The government is planning to spend 70.6 billion won this year to research technologies for convergence in five industrial sectors and expand the research to 12 sectors by 2012.

The ministry is also planning to expand the use of radio frequency identification (RFID) technology in six sectors including automobile manufacturing and retail, a project in which there will be 6 billion won invested this year. The advancing of embedded software products was another growth target the ministry identified.

The whole idea is to foster 10 new industries, evolved through the process of technological convergence, that produce at least 1 trillion won in revenue by 2012. By that time, the government hopes to have more than 1,000 information technology companies with more than 50 billion won in revenue, and 10 world-class software makers.

``To put it simply, the growth of the information technology sector is only possible by expanding out of its current circle and integrating better with traditional industry sectors," said Yu Su-geun, director of the ministry's information and communication policy bureau.

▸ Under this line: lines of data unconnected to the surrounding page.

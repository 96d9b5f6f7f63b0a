//! Constant pool for compiled units.
//!
//! The constant pool stores values that are referenced by bytecode
//! instructions: integer literals that do not fit a dedicated opcode and the
//! messages raised by array bounds checks.

use rustc_hash::FxHashMap;

use crate::emit::EmitError;

/// Values stored in the constant pool.
#[derive(Debug, Clone, PartialEq, Eq, Hash)]
pub enum Constant {
    /// 32-bit signed integer.
    Int(i32),
    /// Raw UTF-8 string bytes.
    StringData(Vec<u8>),
}

impl Constant {
    /// Tag byte used by the artifact format.
    pub(crate) fn tag(&self) -> u8 {
        match self {
            Constant::Int(_) => 0,
            Constant::StringData(_) => 1,
        }
    }
}

/// Unit-level constant pool with deduplication.
///
/// Shared across all methods of a unit. Instructions address constants with
/// a 16-bit index, so the pool holds at most 65,536 entries, and string data
/// carries a 16-bit length in the artifact.
#[derive(Debug, Clone, Default)]
pub struct ConstantPool {
    /// The actual constants.
    constants: Vec<Constant>,
    /// Deduplication index: maps constant to its index.
    index: FxHashMap<Constant, u16>,
}

impl ConstantPool {
    /// Create a new empty constant pool.
    pub fn new() -> Self {
        Self::default()
    }

    /// Add or get existing constant, returns index.
    ///
    /// Deduplicates identical constants.
    pub fn add(&mut self, constant: Constant) -> Result<u16, EmitError> {
        if let Some(&idx) = self.index.get(&constant) {
            return Ok(idx);
        }
        match &constant {
            Constant::StringData(data) if data.len() > u16::MAX as usize => {
                return Err(EmitError::ConstantTooLong(data.len()));
            }
            _ => {}
        }

        let idx = u16::try_from(self.constants.len()).map_err(|_| EmitError::TooManyConstants)?;
        self.constants.push(constant.clone());
        self.index.insert(constant, idx);
        Ok(idx)
    }

    /// Add an integer constant.
    pub fn add_int(&mut self, value: i32) -> Result<u16, EmitError> {
        self.add(Constant::Int(value))
    }

    /// Add string data.
    pub fn add_string(&mut self, data: &str) -> Result<u16, EmitError> {
        self.add(Constant::StringData(data.as_bytes().to_vec()))
    }

    /// Get constant by index.
    pub fn get(&self, index: u16) -> Option<&Constant> {
        self.constants.get(index as usize)
    }

    /// Get all constants (for serialization).
    pub fn constants(&self) -> &[Constant] {
        &self.constants
    }

    /// Number of constants.
    pub fn len(&self) -> usize {
        self.constants.len()
    }

    /// Check if the pool is empty.
    pub fn is_empty(&self) -> bool {
        self.constants.is_empty()
    }
}
//! Type descriptors for the language.
//!
//! Only two shapes exist: the primitive kinds (`integer`, `boolean`) and
//! bounded N-dimensional arrays of a primitive kind. Equality is structural
//! and there is no implicit conversion between any two types.
//!
//! # Example
//!
//! ```
//! use pascalc_core::{ArrayType, DataType, PrimitiveKind, Range};
//!
//! let grid = ArrayType::new(
//!     PrimitiveKind::Integer,
//!     vec![Range::new(1, 10).unwrap(), Range::new(1, 5).unwrap()],
//! )
//! .unwrap();
//!
//! assert_eq!(grid.size(), 50);
//! assert_ne!(DataType::Array(grid), DataType::INTEGER);
//! ```

use std::fmt::{self, Display, Formatter};

/// The primitive kinds. Both are 32-bit integers at the instruction level;
/// a boolean is the integer 0 or 1.
#[derive(Debug, Clone, Copy, PartialEq, Eq, Hash)]
pub enum PrimitiveKind {
    Integer,
    Boolean,
}

impl PrimitiveKind {
    /// Keyword spelling of the kind.
    pub fn name(self) -> &'static str {
        match self {
            PrimitiveKind::Integer => "integer",
            PrimitiveKind::Boolean => "boolean",
        }
    }
}

impl Display for PrimitiveKind {
    fn fmt(&self, f: &mut Formatter<'_>) -> fmt::Result {
        f.write_str(self.name())
    }
}

/// An inclusive index range `from..to` of one array dimension.
#[derive(Debug, Clone, Copy, PartialEq, Eq, Hash)]
pub struct Range {
    from: i32,
    to: i32,
}

impl Range {
    /// Create a range. Returns `None` when `from > to`.
    pub fn new(from: i32, to: i32) -> Option<Self> {
        (from <= to).then_some(Self { from, to })
    }

    /// Lowest valid index.
    #[inline]
    pub fn from(&self) -> i32 {
        self.from
    }

    /// Highest valid index.
    #[inline]
    pub fn to(&self) -> i32 {
        self.to
    }

    /// Number of indices covered, `to - from + 1`.
    #[inline]
    pub fn length(&self) -> u64 {
        (i64::from(self.to) - i64::from(self.from) + 1) as u64
    }

    /// Whether `index` lies within the range.
    #[inline]
    pub fn contains(&self, index: i32) -> bool {
        self.from <= index && index <= self.to
    }
}

impl Display for Range {
    fn fmt(&self, f: &mut Formatter<'_>) -> fmt::Result {
        write!(f, "{}..{}", self.from, self.to)
    }
}

/// A bounded, row-major, N-dimensional array of a primitive kind.
///
/// All cells live in one flat backing store of [`size`](Self::size) cells.
#[derive(Debug, Clone, PartialEq, Eq, Hash)]
pub struct ArrayType {
    element: PrimitiveKind,
    dimensions: Vec<Range>,
}

impl ArrayType {
    /// Create an array type. Returns `None` when `dimensions` is empty.
    pub fn new(element: PrimitiveKind, dimensions: Vec<Range>) -> Option<Self> {
        (!dimensions.is_empty()).then_some(Self {
            element,
            dimensions,
        })
    }

    /// The element kind.
    #[inline]
    pub fn element(&self) -> PrimitiveKind {
        self.element
    }

    /// The element type as a [`DataType`].
    #[inline]
    pub fn element_type(&self) -> DataType {
        DataType::Primitive(self.element)
    }

    /// The dimensions, outermost first.
    #[inline]
    pub fn dimensions(&self) -> &[Range] {
        &self.dimensions
    }

    /// Number of dimensions.
    #[inline]
    pub fn rank(&self) -> usize {
        self.dimensions.len()
    }

    /// Total cell count: the product of every dimension length.
    ///
    /// Saturates at `u64::MAX`.
    pub fn size(&self) -> u64 {
        self.dimensions
            .iter()
            .fold(1u64, |acc, r| acc.saturating_mul(r.length()))
    }

    /// Flat row-major offset of `indices`, or `None` if the arity differs or
    /// any index is out of its range.
    ///
    /// This is the same computation the translator emits as instructions.
    pub fn linear_offset(&self, indices: &[i32]) -> Option<u64> {
        if indices.len() != self.dimensions.len() {
            return None;
        }
        let mut offset = 0u64;
        for (range, &index) in self.dimensions.iter().zip(indices) {
            if !range.contains(index) {
                return None;
            }
            let normalized = (i64::from(index) - i64::from(range.from())) as u64;
            offset = offset * range.length() + normalized;
        }
        Some(offset)
    }
}

impl Display for ArrayType {
    fn fmt(&self, f: &mut Formatter<'_>) -> fmt::Result {
        f.write_str("array[")?;
        for (i, range) in self.dimensions.iter().enumerate() {
            if i > 0 {
                f.write_str(", ")?;
            }
            write!(f, "{range}")?;
        }
        write!(f, "] of {}", self.element)
    }
}

/// A complete type.
#[derive(Debug, Clone, PartialEq, Eq, Hash)]
pub enum DataType {
    Primitive(PrimitiveKind),
    Array(ArrayType),
}

impl DataType {
    pub const INTEGER: DataType = DataType::Primitive(PrimitiveKind::Integer);
    pub const BOOLEAN: DataType = DataType::Primitive(PrimitiveKind::Boolean);

    /// Whether this is a primitive (non-array) type.
    #[inline]
    pub fn is_primitive(&self) -> bool {
        matches!(self, DataType::Primitive(_))
    }

    /// The primitive kind, if this is a primitive type.
    #[inline]
    pub fn as_primitive(&self) -> Option<PrimitiveKind> {
        match self {
            DataType::Primitive(kind) => Some(*kind),
            DataType::Array(_) => None,
        }
    }

    /// The array descriptor, if this is an array type.
    #[inline]
    pub fn as_array(&self) -> Option<&ArrayType> {
        match self {
            DataType::Array(array) => Some(array),
            DataType::Primitive(_) => None,
        }
    }
}

impl Display for DataType {
    fn fmt(&self, f: &mut Formatter<'_>) -> fmt::Result {
        match self {
            DataType::Primitive(kind) => write!(f, "{kind}"),
            DataType::Array(array) => write!(f, "{array}"),
        }
    }
}

impl From<PrimitiveKind> for DataType {
    fn from(kind: PrimitiveKind) -> Self {
        DataType::Primitive(kind)
    }
}

impl From<ArrayType> for DataType {
    fn from(array: ArrayType) -> Self {
        DataType::Array(array)
    }
}
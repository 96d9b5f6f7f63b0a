//! Type expressions as written in declarations.
//!
//! A [`TypeExpr`] is the syntactic form (`integer`, `array[1..10] of boolean`);
//! the translator resolves it into a [`pascalc_core::DataType`] and reports
//! inverted bounds against the range's span.

use pascalc_core::{PrimitiveKind, Span};

/// A declared type.
#[derive(Debug, Clone, Copy, PartialEq)]
pub struct TypeExpr<'ast> {
    /// Element kind for arrays, or the kind itself for scalars
    pub primitive: PrimitiveKind,
    /// Array dimensions, empty for a scalar
    pub ranges: &'ast [RangeExpr],
    /// Source location
    pub span: Span,
}

impl TypeExpr<'_> {
    /// Whether this is an array type.
    #[inline]
    pub fn is_array(&self) -> bool {
        !self.ranges.is_empty()
    }
}

/// One `from..to` array bound.
#[derive(Debug, Clone, Copy, PartialEq, Eq)]
pub struct RangeExpr {
    /// Lower bound
    pub from: i32,
    /// Upper bound
    pub to: i32,
    /// Source location
    pub span: Span,
}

Government officials are also planning to build on the success of Korean companies in semiconductors, display panels and wireless communication devices.

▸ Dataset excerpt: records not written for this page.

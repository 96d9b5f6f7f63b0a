//! Bytecode operation codes.
//!
//! Each opcode is a single byte, with operands following inline in
//! big-endian order. Booleans are the integers 0 and 1; every arithmetic
//! and comparison instruction works on 32-bit signed integers.

/// Bytecode operation codes.
///
/// The machine is stack-based. Most operations pop operands from the stack
/// and push results back.
#[derive(Debug, Clone, Copy, PartialEq, Eq, Hash)]
#[repr(u8)]
pub enum OpCode {
    // =========================================================================
    // Constants
    // =========================================================================
    /// Push constant from pool (8-bit index).
    /// Operand: u8 constant index
    Constant = 0,
    /// Push constant from pool (16-bit index).
    /// Operand: u16 constant index
    ConstantWide,
    /// Push a null array reference.
    PushNull,
    /// Push integer 0.
    PushZero,
    /// Push integer 1.
    PushOne,

    // =========================================================================
    // Stack Operations
    // =========================================================================
    /// Pop top of stack.
    Pop,
    /// Duplicate top of stack.
    Dup,
    /// Duplicate the top two values: `a b -> a b a b`.
    Dup2,

    // =========================================================================
    // Local Variables
    // =========================================================================
    /// Load local variable (8-bit slot).
    /// Operand: u8 slot index
    GetLocal,
    /// Store to local variable (8-bit slot).
    /// Operand: u8 slot index
    SetLocal,
    /// Load local variable (16-bit slot).
    /// Operand: u16 slot index
    GetLocalWide,
    /// Store to local variable (16-bit slot).
    /// Operand: u16 slot index
    SetLocalWide,
    /// Add a signed delta to an integer local in place.
    /// Operand: u16 slot index + i8 delta
    IncLocal,

    // =========================================================================
    // Global Variables
    // =========================================================================
    /// Load unit field.
    /// Operand: u16 field index
    GetGlobal,
    /// Store to unit field.
    /// Operand: u16 field index
    SetGlobal,

    // =========================================================================
    // Arithmetic (i32, wrapping)
    // =========================================================================
    /// Add two values.
    Add,
    /// Subtract two values.
    Sub,
    /// Multiply two values.
    Mul,
    /// Divide two values, truncating toward zero.
    Div,
    /// Remainder with the sign of the dividend.
    Mod,
    /// Negate a value.
    Neg,

    // =========================================================================
    // Bitwise
    // =========================================================================
    /// Bitwise AND.
    BitAnd,
    /// Bitwise OR.
    BitOr,
    /// Bitwise XOR.
    BitXor,

    // =========================================================================
    // Control Flow
    // =========================================================================
    /// Unconditional jump.
    /// Operand: u32 absolute target offset
    Jump,
    /// Pop a value and jump if it is zero.
    /// Operand: u32 absolute target offset
    JumpIfZero,
    /// Pop `b`, pop `a`, jump if `a == b`.
    /// Operand: u32 absolute target offset
    JumpIfEq,
    /// Pop `b`, pop `a`, jump if `a != b`.
    /// Operand: u32 absolute target offset
    JumpIfNe,
    /// Pop `b`, pop `a`, jump if `a < b`.
    /// Operand: u32 absolute target offset
    JumpIfLt,
    /// Pop `b`, pop `a`, jump if `a <= b`.
    /// Operand: u32 absolute target offset
    JumpIfLe,
    /// Pop `b`, pop `a`, jump if `a > b`.
    /// Operand: u32 absolute target offset
    JumpIfGt,
    /// Pop `b`, pop `a`, jump if `a >= b`.
    /// Operand: u32 absolute target offset
    JumpIfGe,

    // =========================================================================
    // Arrays
    // =========================================================================
    /// Pop a length and push a new zero-filled array.
    NewArray,
    /// Pop index, pop array, push the cell.
    ArrayLoad,
    /// Pop value, pop index, pop array, store the cell.
    ArrayStore,
    /// Raise a bounds fault with a message from the pool.
    /// Operand: u16 constant index (string data)
    Fault,

    // =========================================================================
    // Calls
    // =========================================================================
    /// Call a method of the unit.
    /// Operand: u16 method index + u8 arg count
    Call,
    /// Return the top of stack.
    Return,
    /// Return without a value.
    ReturnVoid,

    // =========================================================================
    // I/O
    // =========================================================================
    /// Pop an integer and print it on its own line.
    Print,
    /// Read one line and push it parsed as an integer.
    ReadInt,
    /// Read one line and push 1 if it is `true` (any case), else 0.
    ReadBool,
}

impl OpCode {
    /// The highest opcode value.
    const LAST: OpCode = OpCode::ReadBool;

    /// Convert a byte to an opcode.
    pub fn from_u8(value: u8) -> Option<Self> {
        if value <= Self::LAST as u8 {
            // SAFETY: OpCode is repr(u8) with contiguous discriminants from 0
            // and the value has been checked against the last one.
            Some(unsafe { std::mem::transmute::<u8, OpCode>(value) })
        } else {
            None
        }
    }

    /// Get the size of operands for this opcode in bytes.
    ///
    /// This does NOT include the opcode byte itself.
    pub fn operand_size(&self) -> usize {
        match self {
            OpCode::PushNull
            | OpCode::PushZero
            | OpCode::PushOne
            | OpCode::Pop
            | OpCode::Dup
            | OpCode::Dup2
            | OpCode::Add
            | OpCode::Sub
            | OpCode::Mul
            | OpCode::Div
            | OpCode::Mod
            | OpCode::Neg
            | OpCode::BitAnd
            | OpCode::BitOr
            | OpCode::BitXor
            | OpCode::NewArray
            | OpCode::ArrayLoad
            | OpCode::ArrayStore
            | OpCode::Return
            | OpCode::ReturnVoid
            | OpCode::Print
            | OpCode::ReadInt
            | OpCode::ReadBool => 0,

            OpCode::Constant | OpCode::GetLocal | OpCode::SetLocal => 1,

            OpCode::ConstantWide
            | OpCode::GetLocalWide
            | OpCode::SetLocalWide
            | OpCode::GetGlobal
            | OpCode::SetGlobal
            | OpCode::Fault => 2,

            OpCode::IncLocal // u16 slot + i8 delta
            | OpCode::Call => 3, // u16 method index + u8 arg count

            OpCode::Jump
            | OpCode::JumpIfZero
            | OpCode::JumpIfEq
            | OpCode::JumpIfNe
            | OpCode::JumpIfLt
            | OpCode::JumpIfLe
            | OpCode::JumpIfGt
            | OpCode::JumpIfGe => 4,
        }
    }

    /// Whether this opcode carries a jump target operand.
    pub fn is_jump(&self) -> bool {
        matches!(
            self,
            OpCode::Jump
                | OpCode::JumpIfZero
                | OpCode::JumpIfEq
                | OpCode::JumpIfNe
                | OpCode::JumpIfLt
                | OpCode::JumpIfLe
                | OpCode::JumpIfGt
                | OpCode::JumpIfGe
        )
    }

    /// Get the name of this opcode for debugging.
    pub fn name(&self) -> &'static str {
        match self {
            OpCode::Constant => "CONSTANT",
            OpCode::ConstantWide => "CONSTANT_WIDE",
            OpCode::PushNull => "PUSH_NULL",
            OpCode::PushZero => "PUSH_ZERO",
            OpCode::PushOne => "PUSH_ONE",
            OpCode::Pop => "POP",
            OpCode::Dup => "DUP",
            OpCode::Dup2 => "DUP2",
            OpCode::GetLocal => "GET_LOCAL",
            OpCode::SetLocal => "SET_LOCAL",
            OpCode::GetLocalWide => "GET_LOCAL_WIDE",
            OpCode::SetLocalWide => "SET_LOCAL_WIDE",
            OpCode::IncLocal => "INC_LOCAL",
            OpCode::GetGlobal => "GET_GLOBAL",
            OpCode::SetGlobal => "SET_GLOBAL",
            OpCode::Add => "ADD",
            OpCode::Sub => "SUB",
            OpCode::Mul => "MUL",
            OpCode::Div => "DIV",
            OpCode::Mod => "MOD",
            OpCode::Neg => "NEG",
            OpCode::BitAnd => "BIT_AND",
            OpCode::BitOr => "BIT_OR",
            OpCode::BitXor => "BIT_XOR",
            OpCode::Jump => "JUMP",
            OpCode::JumpIfZero => "JUMP_IF_ZERO",
            OpCode::JumpIfEq => "JUMP_IF_EQ",
            OpCode::JumpIfNe => "JUMP_IF_NE",
            OpCode::JumpIfLt => "JUMP_IF_LT",
            OpCode::JumpIfLe => "JUMP_IF_LE",
            OpCode::JumpIfGt => "JUMP_IF_GT",
            OpCode::JumpIfGe => "JUMP_IF_GE",
            OpCode::NewArray => "NEW_ARRAY",
            OpCode::ArrayLoad => "ARRAY_LOAD",
            OpCode::ArrayStore => "ARRAY_STORE",
            OpCode::Fault => "FAULT",
            OpCode::Call => "CALL",
            OpCode::Return => "RETURN",
            OpCode::ReturnVoid => "RETURN_VOID",
            OpCode::Print => "PRINT",
            OpCode::ReadInt => "READ_INT",
            OpCode::ReadBool => "READ_BOOL",
        }
    }
}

Memory chips have been a crucial cash cow for Korean electronics makers, but the government now wants them to expand their brilliance to the emerging area of system-on-chip, which refers to integrating the components of a computer or other electronic systems into a single integrated circuit.

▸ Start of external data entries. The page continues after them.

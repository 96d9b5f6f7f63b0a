//! Operator definitions for expressions and `for` loops.

use std::fmt;

/// Binary operators, organized by precedence from lowest to highest.
///
/// The upstream parser has already applied precedence when building the
/// tree; [`BinaryOp::precedence`] is kept for printers and parsers.
#[derive(Debug, Clone, Copy, PartialEq, Eq, Hash)]
pub enum BinaryOp {
    // Logical and relational (precedence 1)
    /// `or`
    Or,
    /// `and`
    And,
    /// `=`
    Equal,
    /// `<>`
    NotEqual,
    /// `<`
    Less,
    /// `<=`
    LessEqual,
    /// `>`
    Greater,
    /// `>=`
    GreaterEqual,

    // Additive (precedence 2)
    /// `+`
    Add,
    /// `-`
    Sub,

    // Multiplicative (precedence 3)
    /// `*`
    Mul,
    /// `/`
    Div,
    /// `mod`
    Mod,
}

impl BinaryOp {
    /// Precedence level; higher binds more tightly.
    pub fn precedence(&self) -> u8 {
        use BinaryOp::*;
        match self {
            Or | And | Equal | NotEqual | Less | LessEqual | Greater | GreaterEqual => 1,
            Add | Sub => 2,
            Mul | Div | Mod => 3,
        }
    }

    /// `or` / `and`.
    pub fn is_logical(&self) -> bool {
        matches!(self, BinaryOp::Or | BinaryOp::And)
    }

    /// `=`, `<>`, `<`, `<=`, `>`, `>=`.
    pub fn is_comparison(&self) -> bool {
        use BinaryOp::*;
        matches!(
            self,
            Equal | NotEqual | Less | LessEqual | Greater | GreaterEqual
        )
    }

    /// `=` / `<>`.
    pub fn is_equality(&self) -> bool {
        matches!(self, BinaryOp::Equal | BinaryOp::NotEqual)
    }
}

impl fmt::Display for BinaryOp {
    fn fmt(&self, f: &mut fmt::Formatter<'_>) -> fmt::Result {
        use BinaryOp::*;
        let s = match self {
            Or => "or",
            And => "and",
            Equal => "=",
            NotEqual => "<>",
            Less => "<",
            LessEqual => "<=",
            Greater => ">",
            GreaterEqual => ">=",
            Add => "+",
            Sub => "-",
            Mul => "*",
            Div => "/",
            Mod => "mod",
        };
        f.write_str(s)
    }
}

/// Unary prefix operators.
#[derive(Debug, Clone, Copy, PartialEq, Eq, Hash)]
pub enum UnaryOp {
    /// `+x`
    Plus,
    /// `-x`
    Neg,
    /// `not x`
    Not,
}

impl fmt::Display for UnaryOp {
    fn fmt(&self, f: &mut fmt::Formatter<'_>) -> fmt::Result {
        f.write_str(match self {
            UnaryOp::Plus => "+",
            UnaryOp::Neg => "-",
            UnaryOp::Not => "not",
        })
    }
}

/// Counting direction of a `for` loop.
#[derive(Debug, Clone, Copy, PartialEq, Eq, Hash)]
pub enum ForDirection {
    /// `to`: counts up by one.
    To,
    /// `downto`: counts down by one.
    Downto,
}

impl ForDirection {
    /// The per-iteration counter change.
    pub fn step(&self) -> i32 {
        match self {
            ForDirection::To => 1,
            ForDirection::Downto => -1,
        }
    }
}

impl fmt::Display for ForDirection {
    fn fmt(&self, f: &mut fmt::Formatter<'_>) -> fmt::Result {
        f.write_str(match self {
            ForDirection::To => "to",
            ForDirection::Downto => "downto",
        })
    }
}
//! Function call compilation.

use pascalc_ast::CallExpr;
use pascalc_core::{CompilationError, DataType};

use super::{ExprCompiler, Result};
use crate::symbols::type_list;

/// Compile a call. Arguments are pushed left to right, then the overload
/// whose parameter types match exactly is invoked.
pub fn compile_call(compiler: &mut ExprCompiler<'_, '_>, call: &CallExpr<'_>) -> Result<DataType> {
    let name = call.callee.name;

    let mut arg_types = Vec::with_capacity(call.args.len());
    for arg in call.args {
        arg_types.push(compiler.infer(arg)?);
    }

    let symbols = compiler.symbols();
    let signature = symbols
        .resolve_function(name, &arg_types)
        .ok_or_else(|| CompilationError::UnresolvedSymbol {
            name: name.to_string(),
            message: if symbols.has_function(name) {
                format!("no overload of '{name}' takes ({})", type_list(&arg_types))
            } else {
                format!("function '{name}' not found")
            },
            span: call.span,
        })?;

    let argc = u8::try_from(arg_types.len()).map_err(|_| CompilationError::ArityMismatch {
        message: format!("too many arguments in call to '{name}'"),
        expected: u8::MAX as usize,
        got: arg_types.len(),
        span: call.span,
    })?;

    tracing::trace!(function = name, method = %signature.method, "call");
    compiler.emitter().emit_call(signature.method.0, argc);
    Ok(signature.return_type.clone())
}

#[cfg(test)]
mod tests {
    use crate::bytecode::{ConstantPool, OpCode};
    use crate::emit::BytecodeEmitter;
    use crate::expr::ExprCompiler;
    use crate::symbols::SymbolTable;
    use crate::unit::MethodId;
    use bumpalo::Bump;
    use pascalc_ast::AstBuilder;
    use pascalc_core::{CompilationError, DataType, Span};

    fn overloaded() -> SymbolTable {
        let mut symbols = SymbolTable::new();
        symbols
            .declare_function("f", vec![DataType::INTEGER], DataType::INTEGER, MethodId(2), Span::default())
            .unwrap();
        symbols
            .declare_function(
                "f",
                vec![DataType::INTEGER, DataType::INTEGER],
                DataType::BOOLEAN,
                MethodId(3),
                Span::default(),
            )
            .unwrap();
        symbols
    }

    #[test]
    fn picks_overload_by_argument_types() {
        let arena = Bump::new();
        let b = AstBuilder::new(&arena);
        let symbols = overloaded();
        let mut constants = ConstantPool::new();
        let mut emitter = BytecodeEmitter::new(&mut constants);
        let mut compiler = ExprCompiler::new(&symbols, &mut emitter);

        assert_eq!(compiler.infer(&b.call("f", &[b.int(1)])), Ok(DataType::INTEGER));
        assert_eq!(
            compiler.infer(&b.call("f", &[b.int(1), b.int(2)])),
            Ok(DataType::BOOLEAN)
        );

        let chunk = emitter.finish().unwrap();
        chunk.assert_opcodes(&[
            OpCode::PushOne,
            OpCode::Call,
            OpCode::PushOne,
            OpCode::Constant,
            OpCode::Call,
        ]);
        assert_eq!(chunk.read_u16(2), Some(2));
    }

    #[test]
    fn no_matching_overload() {
        let arena = Bump::new();
        let b = AstBuilder::new(&arena);
        let symbols = overloaded();
        let mut constants = ConstantPool::new();
        let mut emitter = BytecodeEmitter::new(&mut constants);
        let mut compiler = ExprCompiler::new(&symbols, &mut emitter);

        let err = compiler.infer(&b.call("f", &[b.bool(true)])).unwrap_err();
        assert!(matches!(err, CompilationError::UnresolvedSymbol { .. }));
        assert!(err.to_string().contains("no overload of 'f' takes (boolean)"));

        let err = compiler.infer(&b.call("g", &[])).unwrap_err();
        assert!(err.to_string().contains("function 'g' not found"));
    }
}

Through the five-year span, the government will invest 130 billion won to cultivate homegrown technologies and build a cooperative framework between semiconductor makers and other companies such as mobile-phone manufacturers and auto makers. Policymakers are looking to help handset makers secure inroads into the development of standard technologies for fourth-generation (4G) mobile telephony.

Plenty of Headlines, Short in Detail

The Economy Ministry was keen to differentiate its roadmap plan from the IT 839 program adopted by the old Ministry of Information and Communication, replaced by the Korean Communications Commission (KCC) under President Lee Myung-bak.

Among the very first sentences of the 20-page news release was: `New IT Strategy' differs from the IT policies of the past in its range and direction.'' However, critics argue that not much is new, some just seeing it as a dressed up IT 839 program.

The IT 839 was intended to develop eight services, three infrastructures and nine products as new growth sources.

It contributed greatly to advancement of some areas ― such as WiBro, the Korean version of WiMax, that provides wireless broadband connections ― but showed mixed results in other areas like mobile television, called digital multimedia broadcasting (DMB) here.

The New IT Strategy seems to share IT 839's thirst for giant expectations and also its lack of execution plans. Amid the crowded lineup of industries the ministry identified as potential growth engines, it's hard to guess where strategic focus lies. And nobody seems to believe that fostering 10 new industries producing 1 trillion won in revenue or having 1,000 info-tech firms with more than 50 billion won in revenue by 2012 are realistic goals.

The heavy reliance on investment from the private sector could also prove unreliable. The five-year plan is dependent on companies investing a total of about 110 trillion won to develop the new technologies and industries, an amount roughly 30 times bigger than the 3.5 trillion won promised by the government.

There is no way to be sure that the companies will induce that kind of money accordingly with the government timeline, and the ministry has yet to suggest ideas on how to induce such massive investment.

Perhaps the biggest flaw of the New IT Strategy is that it focuses on the development of the technology itself, and fails to provide a detailed scheme on how the technology will be implemented under the current legal and administrative environment.

For example, the government has long been declaring its ambitions for ``u-healthcare," or the integration of information technology and medical services. However, the obstacle proved not to be the technology itself, but the current law that prevents doctors diagnosing a patient remotely through telecommunication.